A precise repetition of every line below is the required answer.

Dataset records
================
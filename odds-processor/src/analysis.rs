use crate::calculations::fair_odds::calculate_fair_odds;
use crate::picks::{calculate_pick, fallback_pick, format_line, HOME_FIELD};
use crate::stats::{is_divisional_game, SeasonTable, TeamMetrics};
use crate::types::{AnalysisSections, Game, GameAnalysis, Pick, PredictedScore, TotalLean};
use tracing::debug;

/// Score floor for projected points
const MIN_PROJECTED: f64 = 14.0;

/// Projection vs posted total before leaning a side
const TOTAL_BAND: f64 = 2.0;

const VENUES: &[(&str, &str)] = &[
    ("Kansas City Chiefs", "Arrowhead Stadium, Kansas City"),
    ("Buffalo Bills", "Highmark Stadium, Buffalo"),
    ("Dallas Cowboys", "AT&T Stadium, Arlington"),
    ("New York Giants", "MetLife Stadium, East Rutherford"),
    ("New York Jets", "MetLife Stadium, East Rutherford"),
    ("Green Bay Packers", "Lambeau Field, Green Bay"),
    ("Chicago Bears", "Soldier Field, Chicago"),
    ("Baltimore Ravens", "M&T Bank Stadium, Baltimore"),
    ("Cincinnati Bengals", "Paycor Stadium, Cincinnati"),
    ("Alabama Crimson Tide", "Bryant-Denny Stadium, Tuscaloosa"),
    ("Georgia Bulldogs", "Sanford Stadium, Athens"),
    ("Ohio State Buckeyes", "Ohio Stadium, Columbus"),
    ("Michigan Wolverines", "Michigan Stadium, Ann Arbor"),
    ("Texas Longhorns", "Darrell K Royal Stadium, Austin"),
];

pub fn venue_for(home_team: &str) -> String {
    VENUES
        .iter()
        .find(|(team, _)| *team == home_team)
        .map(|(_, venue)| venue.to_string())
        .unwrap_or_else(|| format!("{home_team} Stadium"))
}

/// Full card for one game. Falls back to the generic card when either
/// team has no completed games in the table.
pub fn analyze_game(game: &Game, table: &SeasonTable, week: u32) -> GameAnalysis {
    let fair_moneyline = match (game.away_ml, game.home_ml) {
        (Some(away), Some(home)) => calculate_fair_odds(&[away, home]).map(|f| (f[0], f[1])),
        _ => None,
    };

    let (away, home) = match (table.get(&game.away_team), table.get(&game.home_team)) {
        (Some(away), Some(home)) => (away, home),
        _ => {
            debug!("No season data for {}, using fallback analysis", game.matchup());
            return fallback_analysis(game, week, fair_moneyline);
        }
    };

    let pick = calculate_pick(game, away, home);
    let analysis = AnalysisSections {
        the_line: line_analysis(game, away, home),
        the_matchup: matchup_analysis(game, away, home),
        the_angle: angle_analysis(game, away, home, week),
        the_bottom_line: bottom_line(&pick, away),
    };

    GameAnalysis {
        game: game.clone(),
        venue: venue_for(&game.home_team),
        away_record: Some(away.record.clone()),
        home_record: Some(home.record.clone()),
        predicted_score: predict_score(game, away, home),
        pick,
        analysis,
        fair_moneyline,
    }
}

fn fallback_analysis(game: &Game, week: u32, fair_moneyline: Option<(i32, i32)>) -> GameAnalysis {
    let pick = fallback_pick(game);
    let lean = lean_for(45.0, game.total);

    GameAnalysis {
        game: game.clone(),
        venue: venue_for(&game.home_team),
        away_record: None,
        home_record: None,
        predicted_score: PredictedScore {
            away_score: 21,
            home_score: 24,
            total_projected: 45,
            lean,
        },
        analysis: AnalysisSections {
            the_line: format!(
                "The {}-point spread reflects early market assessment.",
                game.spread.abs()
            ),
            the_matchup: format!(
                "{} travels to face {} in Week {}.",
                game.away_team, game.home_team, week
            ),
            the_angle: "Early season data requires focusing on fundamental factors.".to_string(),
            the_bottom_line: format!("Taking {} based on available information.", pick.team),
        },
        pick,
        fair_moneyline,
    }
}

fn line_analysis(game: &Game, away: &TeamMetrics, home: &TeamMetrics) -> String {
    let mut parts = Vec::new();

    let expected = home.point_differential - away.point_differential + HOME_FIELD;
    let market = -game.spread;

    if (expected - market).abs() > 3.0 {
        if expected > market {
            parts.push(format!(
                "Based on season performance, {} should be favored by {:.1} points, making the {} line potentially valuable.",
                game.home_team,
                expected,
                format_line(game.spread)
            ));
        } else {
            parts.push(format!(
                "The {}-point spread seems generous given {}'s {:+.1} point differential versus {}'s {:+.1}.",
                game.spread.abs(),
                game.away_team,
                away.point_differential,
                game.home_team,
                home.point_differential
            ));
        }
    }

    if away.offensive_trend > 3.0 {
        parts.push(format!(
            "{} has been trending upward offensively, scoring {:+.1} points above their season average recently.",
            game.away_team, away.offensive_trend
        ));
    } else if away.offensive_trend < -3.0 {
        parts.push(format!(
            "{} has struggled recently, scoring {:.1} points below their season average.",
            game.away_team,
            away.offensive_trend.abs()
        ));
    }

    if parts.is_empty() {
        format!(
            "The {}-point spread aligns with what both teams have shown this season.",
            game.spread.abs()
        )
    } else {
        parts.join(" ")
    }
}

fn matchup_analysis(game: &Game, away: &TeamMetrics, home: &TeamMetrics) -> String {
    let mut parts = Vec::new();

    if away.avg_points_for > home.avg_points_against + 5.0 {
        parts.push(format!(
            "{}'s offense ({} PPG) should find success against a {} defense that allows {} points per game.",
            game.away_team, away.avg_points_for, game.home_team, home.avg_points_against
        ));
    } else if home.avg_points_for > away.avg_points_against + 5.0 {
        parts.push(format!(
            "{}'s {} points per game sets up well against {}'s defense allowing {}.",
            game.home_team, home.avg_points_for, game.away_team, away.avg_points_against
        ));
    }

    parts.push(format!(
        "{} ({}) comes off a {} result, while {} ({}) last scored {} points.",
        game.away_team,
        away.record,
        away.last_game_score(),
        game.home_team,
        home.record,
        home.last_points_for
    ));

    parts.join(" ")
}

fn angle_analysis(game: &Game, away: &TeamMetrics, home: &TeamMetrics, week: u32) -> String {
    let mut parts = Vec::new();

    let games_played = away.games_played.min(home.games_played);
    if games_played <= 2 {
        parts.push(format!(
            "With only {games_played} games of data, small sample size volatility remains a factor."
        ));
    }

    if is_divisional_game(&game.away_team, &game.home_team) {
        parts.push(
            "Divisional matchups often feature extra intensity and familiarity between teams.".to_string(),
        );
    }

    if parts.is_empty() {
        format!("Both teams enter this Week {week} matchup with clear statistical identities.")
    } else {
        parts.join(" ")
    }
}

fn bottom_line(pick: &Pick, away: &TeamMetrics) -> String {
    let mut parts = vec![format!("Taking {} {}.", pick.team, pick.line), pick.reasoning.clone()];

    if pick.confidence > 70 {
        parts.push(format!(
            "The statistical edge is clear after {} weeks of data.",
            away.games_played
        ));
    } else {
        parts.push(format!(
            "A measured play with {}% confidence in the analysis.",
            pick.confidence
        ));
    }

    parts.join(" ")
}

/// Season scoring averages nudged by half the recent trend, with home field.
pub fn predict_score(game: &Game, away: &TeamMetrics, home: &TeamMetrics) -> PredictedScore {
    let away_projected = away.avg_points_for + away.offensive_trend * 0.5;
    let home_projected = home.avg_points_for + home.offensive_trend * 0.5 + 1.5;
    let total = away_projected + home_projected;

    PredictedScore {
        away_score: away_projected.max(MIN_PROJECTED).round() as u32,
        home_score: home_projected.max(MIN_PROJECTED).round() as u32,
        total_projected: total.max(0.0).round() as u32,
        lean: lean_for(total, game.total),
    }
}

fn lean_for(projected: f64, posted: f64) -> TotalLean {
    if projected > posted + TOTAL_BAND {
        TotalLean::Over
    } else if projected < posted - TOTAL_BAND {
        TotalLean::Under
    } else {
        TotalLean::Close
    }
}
================
[THE COMPLETED TASK]
filename odds-processor/src/analysis.rs
use crate::calculations::fair_odds::calculate_fair_odds;
use crate::picks::{calculate_pick, fallback_pick, format_line, HOME_FIELD};
use crate::stats::{is_divisional_game, SeasonTable, TeamMetrics};
use crate::types::{AnalysisSections, Game, GameAnalysis, Pick, PredictedScore, TotalLean};
use tracing::debug;

/// Score floor for projected points
const MIN_PROJECTED: f64 = 14.0;

/// Projection vs posted total before leaning a side
const TOTAL_BAND: f64 = 2.0;

const VENUES: &[(&str, &str)] = &[
    ("Kansas City Chiefs", "Arrowhead Stadium, Kansas City"),
    ("Buffalo Bills", "Highmark Stadium, Buffalo"),
    ("Dallas Cowboys", "AT&T Stadium, Arlington"),
    ("New York Giants", "MetLife Stadium, East Rutherford"),
    ("New York Jets", "MetLife Stadium, East Rutherford"),
    ("Green Bay Packers", "Lambeau Field, Green Bay"),
    ("Chicago Bears", "Soldier Field, Chicago"),
    ("Baltimore Ravens", "M&T Bank Stadium, Baltimore"),
    ("Cincinnati Bengals", "Paycor Stadium, Cincinnati"),
    ("Alabama Crimson Tide", "Bryant-Denny Stadium, Tuscaloosa"),
    ("Georgia Bulldogs", "Sanford Stadium, Athens"),
    ("Ohio State Buckeyes", "Ohio Stadium, Columbus"),
    ("Michigan Wolverines", "Michigan Stadium, Ann Arbor"),
    ("Texas Longhorns", "Darrell K Royal Stadium, Austin"),
];

pub fn venue_for(home_team: &str) -> String {
    VENUES
        .iter()
        .find(|(team, _)| *team == home_team)
        .map(|(_, venue)| venue.to_string())
        .unwrap_or_else(|| format!("{home_team} Stadium"))
}

/// Full card for one game. Falls back to the generic card when either
/// team has no completed games in the table.
pub fn analyze_game(game: &Game, table: &SeasonTable, week: u32) -> GameAnalysis {
    let fair_moneyline = match (game.away_ml, game.home_ml) {
        (Some(away), Some(home)) => calculate_fair_odds(&[away, home]).map(|f| (f[0], f[1])),
        _ => None,
    };

    let (away, home) = match (table.get(&game.away_team), table.get(&game.home_team)) {
        (Some(away), Some(home)) => (away, home),
        _ => {
            debug!("No season data for {}, using fallback analysis", game.matchup());
            return fallback_analysis(game, week, fair_moneyline);
        }
    };

    let pick = calculate_pick(game, away, home);
    let analysis = AnalysisSections {
        the_line: line_analysis(game, away, home),
        the_matchup: matchup_analysis(game, away, home),
        the_angle: angle_analysis(game, away, home, week),
        the_bottom_line: bottom_line(&pick, away),
    };

    GameAnalysis {
        game: game.clone(),
        venue: venue_for(&game.home_team),
        away_record: Some(away.record.clone()),
        home_record: Some(home.record.clone()),
        predicted_score: predict_score(game, away, home),
        pick,
        analysis,
        fair_moneyline,
    }
}

fn fallback_analysis(game: &Game, week: u32, fair_moneyline: Option<(i32, i32)>) -> GameAnalysis {
    let pick = fallback_pick(game);
    let lean = lean_for(45.0, game.total);

    GameAnalysis {
        game: game.clone(),
        venue: venue_for(&game.home_team),
        away_record: None,
        home_record: None,
        predicted_score: PredictedScore {
            away_score: 21,
            home_score: 24,
            total_projected: 45,
            lean,
        },
        analysis: AnalysisSections {
            the_line: format!(
                "The {}-point spread reflects early market assessment.",
                game.spread.abs()
            ),
            the_matchup: format!(
                "{} travels to face {} in Week {}.",
                game.away_team, game.home_team, week
            ),
            the_angle: "Early season data requires focusing on fundamental factors.".to_string(),
            the_bottom_line: format!("Taking {} based on available information.", pick.team),
        },
        pick,
        fair_moneyline,
    }
}

fn line_analysis(game: &Game, away: &TeamMetrics, home: &TeamMetrics) -> String {
    let mut parts = Vec::new();

    let expected = home.point_differential - away.point_differential + HOME_FIELD;
    let market = -game.spread;

    if (expected - market).abs() > 3.0 {
        if expected > market {
            parts.push(format!(
                "Based on season performance, {} should be favored by {:.1} points, making the {} line potentially valuable.",
                game.home_team,
                expected,
                format_line(game.spread)
            ));
        } else {
            parts.push(format!(
                "The {}-point spread seems generous given {}'s {:+.1} point differential versus {}'s {:+.1}.",
                game.spread.abs(),
                game.away_team,
                away.point_differential,
                game.home_team,
                home.point_differential
            ));
        }
    }

    if away.offensive_trend > 3.0 {
        parts.push(format!(
            "{} has been trending upward offensively, scoring {:+.1} points above their season average recently.",
            game.away_team, away.offensive_trend
        ));
    } else if away.offensive_trend < -3.0 {
        parts.push(format!(
            "{} has struggled recently, scoring {:.1} points below their season average.",
            game.away_team,
            away.offensive_trend.abs()
        ));
    }

    if parts.is_empty() {
        format!(
            "The {}-point spread aligns with what both teams have shown this season.",
            game.spread.abs()
        )
    } else {
        parts.join(" ")
    }
}

fn matchup_analysis(game: &Game, away: &TeamMetrics, home: &TeamMetrics) -> String {
    let mut parts = Vec::new();

    if away.avg_points_for > home.avg_points_against + 5.0 {
        parts.push(format!(
            "{}'s offense ({} PPG) should find success against a {} defense that allows {} points per game.",
            game.away_team, away.avg_points_for, game.home_team, home.avg_points_against
        ));
    } else if home.avg_points_for > away.avg_points_against + 5.0 {
        parts.push(format!(
            "{}'s {} points per game sets up well against {}'s defense allowing {}.",
            game.home_team, home.avg_points_for, game.away_team, away.avg_points_against
        ));
    }

    parts.push(format!(
        "{} ({}) comes off a {} result, while {} ({}) last scored {} points.",
        game.away_team,
        away.record,
        away.last_game_score(),
        game.home_team,
        home.record,
        home.last_points_for
    ));

    parts.join(" ")
}

fn angle_analysis(game: &Game, away: &TeamMetrics, home: &TeamMetrics, week: u32) -> String {
    let mut parts = Vec::new();

    let games_played = away.games_played.min(home.games_played);
    if games_played <= 2 {
        parts.push(format!(
            "With only {games_played} games of data, small sample size volatility remains a factor."
        ));
    }

    if is_divisional_game(&game.away_team, &game.home_team) {
        parts.push(
            "Divisional matchups often feature extra intensity and familiarity between teams.".to_string(),
        );
    }

    if parts.is_empty() {
        format!("Both teams enter this Week {week} matchup with clear statistical identities.")
    } else {
        parts.join(" ")
    }
}

fn bottom_line(pick: &Pick, away: &TeamMetrics) -> String {
    let mut parts = vec![format!("Taking {} {}.", pick.team, pick.line), pick.reasoning.clone()];

    if pick.confidence > 70 {
        parts.push(format!(
            "The statistical edge is clear after {} weeks of data.",
            away.games_played
        ));
    } else {
        parts.push(format!(
            "A measured play with {}% confidence in the analysis.",
            pick.confidence
        ));
    }

    parts.join(" ")
}

/// Season scoring averages nudged by half the recent trend, with home field.
pub fn predict_score(game: &Game, away: &TeamMetrics, home: &TeamMetrics) -> PredictedScore {
    let away_projected = away.avg_points_for + away.offensive_trend * 0.5;
    let home_projected = home.avg_points_for + home.offensive_trend * 0.5 + 1.5;
    let total = away_projected + home_projected;

    PredictedScore {
        away_score: away_projected.max(MIN_PROJECTED).round() as u32,
        home_score: home_projected.max(MIN_PROJECTED).round() as u32,
        total_projected: total.max(0.0).round() as u32,
        lean: lean_for(total, game.total),
    }
}

fn lean_for(projected: f64, posted: f64) -> TotalLean {
    if projected > posted + TOTAL_BAND {
        TotalLean::Over
    } else if projected < posted - TOTAL_BAND {
        TotalLean::Under
    } else {
        TotalLean::Close
    }
}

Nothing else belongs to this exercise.